2016/5 #5 Drape Front Blouse

This is the 2nd pattern I’ve copied from this issue of Ottobre Design.  It’s like I keep saying, I buy the other patterns and magazines. Get excited about design details. But Ottobre Design is the one that gets me sewing.

The Drape Front Blouse

It reminds me of the turtlenecks put out a few years ago by Burda 9/2010 #121 and Butterick 5070.  This is slightly updated. The pattern calls for center front and back seams and the turtle neck has been converted into a shorter, front cowl.  Otto says to finish  center seams and cowl with a rolled hem.  I think the pattern is an example of updating and recycling a very good design.

I traced size 48. Nothing beats success like another success and the 48  worked well for pants on me. The pattern sheet has 3 pieces but not the 3 I was expecting.  There is a sleeve (2). There is a top-half front(1) and a bottom half front (1A). Where was the back? Well you copy the front but trim off the cowl.  I wasn’t real happy with this solution. My front and back are not symmetrical. There’s very little that is symmetrical about me. But I decided to give it a go because my fabric is an ITY knit with 40% stretch. If this was a pattern for woven fabric, I’d quit right now.

I checked fit by comparing with my In-armscye cap-sleeve pattern just drafted a few weeks ago.  I’m nervous about that because it is drafted from my sleeveless sloper and this garment will have sleeves, long sleeves. I know the differences between sleeveless and sleeved. The sleeveless is fit closer to my body and the armscye is higher. Again the 40% stretch has me thinking this, using a sleeveless sloper on sleeved garment, might work.

One of the things I was concerned about is that as I grow wider, I don’t get a whole lot more length. Some yes. But it’s very little like eighths  of an inch. Also, patterns are typically drafted for the woman with is 5’5, 5’6.   While the 48 sized pant was fine hip wise, I needed to remove 3″ in length. I know that I’m also short-waisted. I’m not as long as the standard between shoulders and waist. When I compared patterns I placed my sloper on top of the newly traced pattern; aligned center fronts and slid the sloper up until the armscyes touched. I discovered that the Otto waist was 2″ lower than my sloper and that there was an extra 1″ length in the upper chest.  I folded out at both places and copied my shoulder slope.  I checked the hem. Otto has drafted a tunic length garment. I don’t care for this proportion on me.  I’ll be wearing long pants and possibly a vest, jacket or coat. The tunic length looks sloppy and unbalanced on me in that type attire.On the model the tunic is scrunched between waist and hip another look I don’t like.  I’ve spent most of my life adding width to be sure that puddling of fabric doesn’t occur. Now it’s a fashion? To continue, I shortened to my standard length.

I start to repeat the process on the front. Holy cow, it is 2″ longer from shoulder to Bust Apex and there is no bust dart.
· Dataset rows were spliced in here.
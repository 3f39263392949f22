//! Interface to the geospatial backend that opens and warps source rasters.
//!
//! The engine never touches raster files itself; it issues warp parameter
//! sets against this trait pair and receives dense `f64` planes aligned with
//! the target chunk grid. A GDAL-backed implementation lives outside this
//! crate; tests wire in a synthetic one.

use ndarray::Array2;
use tracing::warn;

use crate::errors::Result;
use crate::geom::BoundsS;
use crate::reference::Resampling;

/// Flags the engine controls; user-supplied extras may not override them.
const RESERVED_FLAGS: [&str; 10] = [
    "-of",
    "-t_srs",
    "-te",
    "-te_srs",
    "-ts",
    "-r",
    "-srcnodata",
    "-dstnodata",
    "-ot",
    "-overwrite",
];

/// One warp request: crop to `te` (expressed in `te_srs`), reproject to
/// `t_srs`, resample onto a `ts = (nx, ny)` grid of Float64 with NaN as
/// destination nodata.
///
#[derive(Clone, Debug)]
pub struct WarpArgs {
    pub t_srs: String,
    pub te: BoundsS,
    pub te_srs: String,
    pub ts: (usize, usize),
    pub r: Resampling,
    pub src_nodata: Option<f64>,
    pub extra: Vec<String>,
}

impl WarpArgs {
    /// Render as a gdalwarp-style argument list.
    pub fn to_arg_list(&self) -> Vec<String> {
        let mut args = vec![
            "-t_srs".to_string(),
            self.t_srs.clone(),
            "-te".to_string(),
            self.te.left.to_string(),
            self.te.bottom.to_string(),
            self.te.right.to_string(),
            self.te.top.to_string(),
            "-te_srs".to_string(),
            self.te_srs.clone(),
            "-ts".to_string(),
            self.ts.0.to_string(),
            self.ts.1.to_string(),
            "-r".to_string(),
            self.r.as_str().to_string(),
            "-dstnodata".to_string(),
            "nan".to_string(),
            "-ot".to_string(),
            "Float64".to_string(),
            "-overwrite".to_string(),
        ];
        if let Some(nodata) = self.src_nodata {
            args.push("-srcnodata".to_string());
            args.push(nodata.to_string());
        }
        args.extend(self.extra.iter().cloned());

        args
    }
}

/// Drop user warp arguments that would override an engine-controlled flag.
///
/// Returns the sanitized list; dropped flags are logged. A flag's values
/// (everything up to the next `-` argument) are dropped with it.
///
pub fn sanitize_warp_args(args: &[String]) -> Vec<String> {
    let mut out = Vec::with_capacity(args.len());
    let mut skipping = false;
    for arg in args {
        if arg.starts_with('-') {
            skipping = RESERVED_FLAGS.contains(&arg.as_str());
            if skipping {
                warn!(flag = %arg, "user warp argument overrides an engine flag and is ignored");
                continue;
            }
        }
        if !skipping {
            out.push(arg.clone());
        }
    }

    out
}

/// Opens source rasters by their catalog descriptor.
///
/// Implementations own the library-level caches and thread pools; they are
/// expected to take a [`crate::Config`] at construction to bound them.
pub trait RasterBackend: Send + Sync {
    fn open(&self, descriptor: &str) -> Result<Box<dyn SourceRaster + '_>>;
}

/// One opened source raster.
pub trait SourceRaster {
    /// Warp the given one-based source bands onto the target grid, one
    /// `(ny, nx)` plane per requested band, NaN where the source has no
    /// data. Failures abort the surrounding chunk read.
    fn warp(&self, args: &WarpArgs, band_nums: &[u16]) -> Result<Vec<Array2<f64>>>;
}

#[cfg(test)]
mod tests {
    use super::*;

    fn args() -> WarpArgs {
        WarpArgs {
            t_srs: "EPSG:4326".to_string(),
            te: BoundsS::new(0.0, 4.0, 6.0, 10.0),
            te_srs: "EPSG:4326".to_string(),
            ts: (4, 4),
            r: Resampling::Bilinear,
            src_nodata: Some(0.0),
            extra: vec![],
        }
    }

    #[test]
    fn test_arg_list() {
        let list = args().to_arg_list();
        let joined = list.join(" ");
        assert!(joined.contains("-t_srs EPSG:4326"));
        assert!(joined.contains("-te 0 6 4 10"));
        assert!(joined.contains("-ts 4 4"));
        assert!(joined.contains("-r bilinear"));
        assert!(joined.contains("-dstnodata nan"));
        assert!(joined.contains("-ot Float64"));
        assert!(joined.contains("-srcnodata 0"));
        assert!(joined.contains("-overwrite"));
    }

    #[test]
    fn test_sanitize_drops_reserved() {
        let extras = vec![
            "-wo".to_string(),
            "NUM_THREADS=4".to_string(),
            "-ot".to_string(),
            "Int16".to_string(),
            "-multi".to_string(),
        ];
        let kept = sanitize_warp_args(&extras);
        assert_eq!(kept, vec!["-wo", "NUM_THREADS=4", "-multi"]);
    }
}
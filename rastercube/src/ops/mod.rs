//! Derived cubes: the nodes of the cube algebra.

pub mod apply_pixel;
pub mod dummy;
pub mod filter_pixel;
pub mod join_bands;
pub mod reduce;
pub mod reduce_space;
pub mod reduce_time;
pub mod select_bands;
pub mod stream;
pub mod window_time;
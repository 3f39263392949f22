//! Reconstructing cube pipelines from their self-describing JSON graphs.
//!
//! Every cube serializes to `{ "cube_type": <tag>, ...params, "in_cube": ... }`
//! (binary cubes use `A` and `B`); the factory holds the inverse: a registry
//! from tag to constructor, applied recursively. The factory is an explicit
//! object rather than process-wide state; it carries the raster backend and
//! a collection opener so `image_collection` leaves can be rebuilt.

use std::collections::HashMap;
use std::sync::Arc;

use serde_json::Value;

use crate::collection::ImageCollection;
use crate::collection_cube::{ImageCollectionCube, ImageMask};
use crate::cube::Cube;
use crate::errors::{Error, Result};
use crate::ops::apply_pixel::ApplyPixelCube;
use crate::ops::dummy::DummyCube;
use crate::ops::filter_pixel::FilterPixelCube;
use crate::ops::join_bands::JoinBandsCube;
use crate::ops::reduce::{parse_reducer_bands, Reducer};
use crate::ops::reduce_space::ReduceSpaceCube;
use crate::ops::reduce_time::ReduceTimeCube;
use crate::ops::select_bands::SelectBandsCube;
use crate::ops::stream::StreamCube;
use crate::ops::window_time::WindowTimeCube;
use crate::reference::CubeView;
use crate::warp::RasterBackend;

type Generator = Box<dyn Fn(&Value, &CubeFactory) -> Result<Arc<dyn Cube>> + Send + Sync>;
type CollectionOpener = Box<dyn Fn(&str) -> Result<Arc<dyn ImageCollection>> + Send + Sync>;

fn str_field<'a>(j: &'a Value, key: &str) -> Result<&'a str> {
    j.get(key)
        .and_then(Value::as_str)
        .ok_or_else(|| Error::Config(format!("missing or invalid '{key}' key")))
}

fn bool_field(j: &Value, key: &str) -> Result<bool> {
    j.get(key)
        .and_then(Value::as_bool)
        .ok_or_else(|| Error::Config(format!("missing or invalid '{key}' key")))
}

fn usize_field(j: &Value, key: &str) -> Result<usize> {
    j.get(key)
        .and_then(Value::as_u64)
        .map(|v| v as usize)
        .ok_or_else(|| Error::Config(format!("missing or invalid '{key}' key")))
}

fn f64_field(j: &Value, key: &str) -> Result<f64> {
    j.get(key)
        .and_then(Value::as_f64)
        .ok_or_else(|| Error::Config(format!("missing or invalid '{key}' key")))
}

fn string_list(j: &Value, key: &str) -> Result<Vec<String>> {
    j.get(key)
        .and_then(Value::as_array)
        .map(|list| {
            list.iter()
                .map(|v| {
                    v.as_str()
                        .map(String::from)
                        .ok_or_else(|| Error::Config(format!("'{key}' must hold strings")))
                })
                .collect()
        })
        .ok_or_else(|| Error::Config(format!("missing or invalid '{key}' key")))?
}

fn chunk_size_field(j: &Value) -> Result<[usize; 3]> {
    let list = j
        .get("chunk_size")
        .and_then(Value::as_array)
        .filter(|l| l.len() == 3)
        .ok_or_else(|| Error::Config("missing or invalid 'chunk_size' key".to_string()))?;
    let mut out = [0; 3];
    for (i, v) in list.iter().enumerate() {
        out[i] = v
            .as_u64()
            .filter(|v| *v > 0)
            .ok_or_else(|| Error::Config("chunk sizes must be positive".to_string()))?
            as usize;
    }

    Ok(out)
}

/// A registry of cube constructors keyed by `cube_type`.
///
pub struct CubeFactory {
    generators: HashMap<String, Generator>,
    backend: Arc<dyn RasterBackend>,
    open_collection: CollectionOpener,
}

impl CubeFactory {
    /// A factory with every built-in cube type registered.
    pub fn new(
        backend: Arc<dyn RasterBackend>,
        open_collection: CollectionOpener,
    ) -> Self {
        let mut factory = Self {
            generators: HashMap::new(),
            backend,
            open_collection,
        };
        factory.register_default();

        factory
    }

    /// Register a custom cube type; replaces any previous registration of
    /// the same tag.
    pub fn register(&mut self, type_name: &str, generator: Generator) {
        self.generators.insert(type_name.to_string(), generator);
    }

    /// Recursively rebuild a cube pipeline from its JSON description.
    pub fn create_from_json(&self, j: &Value) -> Result<Arc<dyn Cube>> {
        let cube_type = j
            .get("cube_type")
            .and_then(Value::as_str)
            .ok_or_else(|| Error::Config("cube description is missing cube_type".to_string()))?;

        let generator = self
            .generators
            .get(cube_type)
            .ok_or_else(|| Error::Config(format!("unknown cube type '{cube_type}'")))?;

        generator(j, self)
    }

    fn in_cube(&self, j: &Value) -> Result<Arc<dyn Cube>> {
        let inner = j
            .get("in_cube")
            .ok_or_else(|| Error::Config("cube description is missing in_cube".to_string()))?;

        self.create_from_json(inner)
    }

    fn register_default(&mut self) {
        self.register(
            "image_collection",
            Box::new(|j, f| {
                let collection = (f.open_collection)(str_field(j, "file")?)?;
                let view = CubeView::from_json(
                    j.get("view")
                        .ok_or_else(|| Error::Config("missing 'view' key".to_string()))?,
                )?;
                let bands = match j.get("bands") {
                    Some(_) => string_list(j, "bands")?,
                    None => vec![],
                };

                let cube = ImageCollectionCube::create_with_bands(
                    collection,
                    Arc::clone(&f.backend),
                    view,
                    &bands,
                )?;
                cube.set_chunk_size(chunk_size_field(j)?);
                if let Some(mask) = j.get("mask") {
                    cube.set_mask(str_field(j, "mask_band")?, ImageMask::from_json(mask)?);
                }
                if j.get("warp_args").is_some() {
                    cube.set_warp_args(&string_list(j, "warp_args")?);
                }

                Ok(cube as Arc<dyn Cube>)
            }),
        );

        self.register(
            "dummy",
            Box::new(|j, _| {
                let view = CubeView::from_json(
                    j.get("view")
                        .ok_or_else(|| Error::Config("missing 'view' key".to_string()))?,
                )?;
                let cube = DummyCube::create(view, usize_field(j, "nbands")?, f64_field(j, "fill")?)?;
                cube.set_chunk_size(chunk_size_field(j)?);

                Ok(cube as Arc<dyn Cube>)
            }),
        );

        self.register(
            "reduce",
            Box::new(|j, f| {
                let reducer = Reducer::from_str(str_field(j, "reducer")?)?;
                Ok(ReduceTimeCube::create_single(f.in_cube(j)?, reducer)? as Arc<dyn Cube>)
            }),
        );

        self.register(
            "reduce_time",
            Box::new(|j, f| {
                let pairs = parse_reducer_bands(
                    j.get("reducer_bands")
                        .ok_or_else(|| Error::Config("missing 'reducer_bands' key".to_string()))?,
                )?;
                Ok(ReduceTimeCube::create(f.in_cube(j)?, pairs)? as Arc<dyn Cube>)
            }),
        );

        self.register(
            "reduce_space",
            Box::new(|j, f| {
                let pairs = parse_reducer_bands(
                    j.get("reducer_bands")
                        .ok_or_else(|| Error::Config("missing 'reducer_bands' key".to_string()))?,
                )?;
                Ok(ReduceSpaceCube::create(f.in_cube(j)?, pairs)? as Arc<dyn Cube>)
            }),
        );

        self.register(
            "window_time",
            Box::new(|j, f| {
                let win_l = usize_field(j, "win_size_l")?;
                let win_r = usize_field(j, "win_size_r")?;
                let in_cube = f.in_cube(j)?;

                let cube = if let Some(kernel) = j.get("kernel") {
                    let kernel: Vec<f64> = kernel
                        .as_array()
                        .map(|l| l.iter().filter_map(Value::as_f64).collect())
                        .ok_or_else(|| Error::Config("'kernel' must be an array".to_string()))?;
                    WindowTimeCube::create_kernel(in_cube, kernel, win_l, win_r)?
                } else {
                    let pairs = parse_reducer_bands(j.get("reducer_bands").ok_or_else(|| {
                        Error::Config("window_time needs 'kernel' or 'reducer_bands'".to_string())
                    })?)?;
                    WindowTimeCube::create_reduce(in_cube, pairs, win_l, win_r)?
                };

                Ok(cube as Arc<dyn Cube>)
            }),
        );

        self.register(
            "select_bands",
            Box::new(|j, f| {
                let bands = string_list(j, "bands")?;
                Ok(SelectBandsCube::create(f.in_cube(j)?, bands)? as Arc<dyn Cube>)
            }),
        );

        self.register(
            "join_bands",
            Box::new(|j, f| {
                let a = f.create_from_json(
                    j.get("A")
                        .ok_or_else(|| Error::Config("join_bands is missing 'A'".to_string()))?,
                )?;
                let b = f.create_from_json(
                    j.get("B")
                        .ok_or_else(|| Error::Config("join_bands is missing 'B'".to_string()))?,
                )?;
                Ok(JoinBandsCube::create(
                    a,
                    b,
                    str_field(j, "prefix_A")?,
                    str_field(j, "prefix_B")?,
                )? as Arc<dyn Cube>)
            }),
        );

        self.register(
            "apply_pixel",
            Box::new(|j, f| {
                let exprs = string_list(j, "expr")?;
                let band_names = match j.get("band_names") {
                    Some(_) => Some(string_list(j, "band_names")?),
                    None => None,
                };
                Ok(ApplyPixelCube::create(f.in_cube(j)?, exprs, band_names)? as Arc<dyn Cube>)
            }),
        );

        self.register(
            "filter_pixel",
            Box::new(|j, f| {
                Ok(FilterPixelCube::create(f.in_cube(j)?, str_field(j, "predicate")?)?
                    as Arc<dyn Cube>)
            }),
        );

        self.register(
            "stream",
            Box::new(|j, f| {
                Ok(StreamCube::create(
                    f.in_cube(j)?,
                    str_field(j, "command")?,
                    bool_field(j, "file_streaming")?,
                )? as Arc<dyn Cube>)
            }),
        );
    }
}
They say that anything above a B cup must add a dart.  I’m a B cup and can tell you there are lots of garments with out darts but when I wear them a dart forms. Currently, all my drafts have the bust dart.  Even the princess seam (dart is rotated to the shoulder and hem.) But it also seems to me that the extra length may have come from creating the drape front/cowl. If the bust dart was rotated to the neck to form the cowl, then there is a bust dart in front. Also I usually  need to add 2″ length to center front at the hem. I’m thinking it may not be needed because I have an extra 1″  up at the armscye. I decide my first garment will be entirely basted with water soluble thread so I can recut as needed. Then I make the same changes as the back (1- shorter through armscye, 2″ shorter above waist) and copy my hem which includes the usual extra 2″ length.  I add 5/8 for the seam allowances. My sloper includes 1/2″ seam allowances but it is 5/8″ wider — I measured.  Otto does not include seam allowances.  The difference could be my chosen seam allowance and fabric stretch factor.  Even if this fabric has 40% stretch, I’d rather trust my sloper.

I finished the front and back by truing and walking seams.

Then turned me attention to the sleeve. I aligned my sleeve sloper with the armscye.  I was not surprised that the Otto cap is shorter.  If I’m ‘reading’ the schematics right, this is an extended-shoulder/drop-sleeve garment. That’s why I chose the In-Armscye sloper.  However, length is way off. I need to remove 5″.  It’s such a large amount that I made the adjustment in two places.  I removed 3″ above the elbow about mid-arm by making a 1.5″ deep tuck.  Repeat that below the elbow but the tuck is only 1″ deep.

Whew. Lots of changes and after I baste together I made need even more.  As I cut my fabric, I hope this is not my new normal with Otto patterns.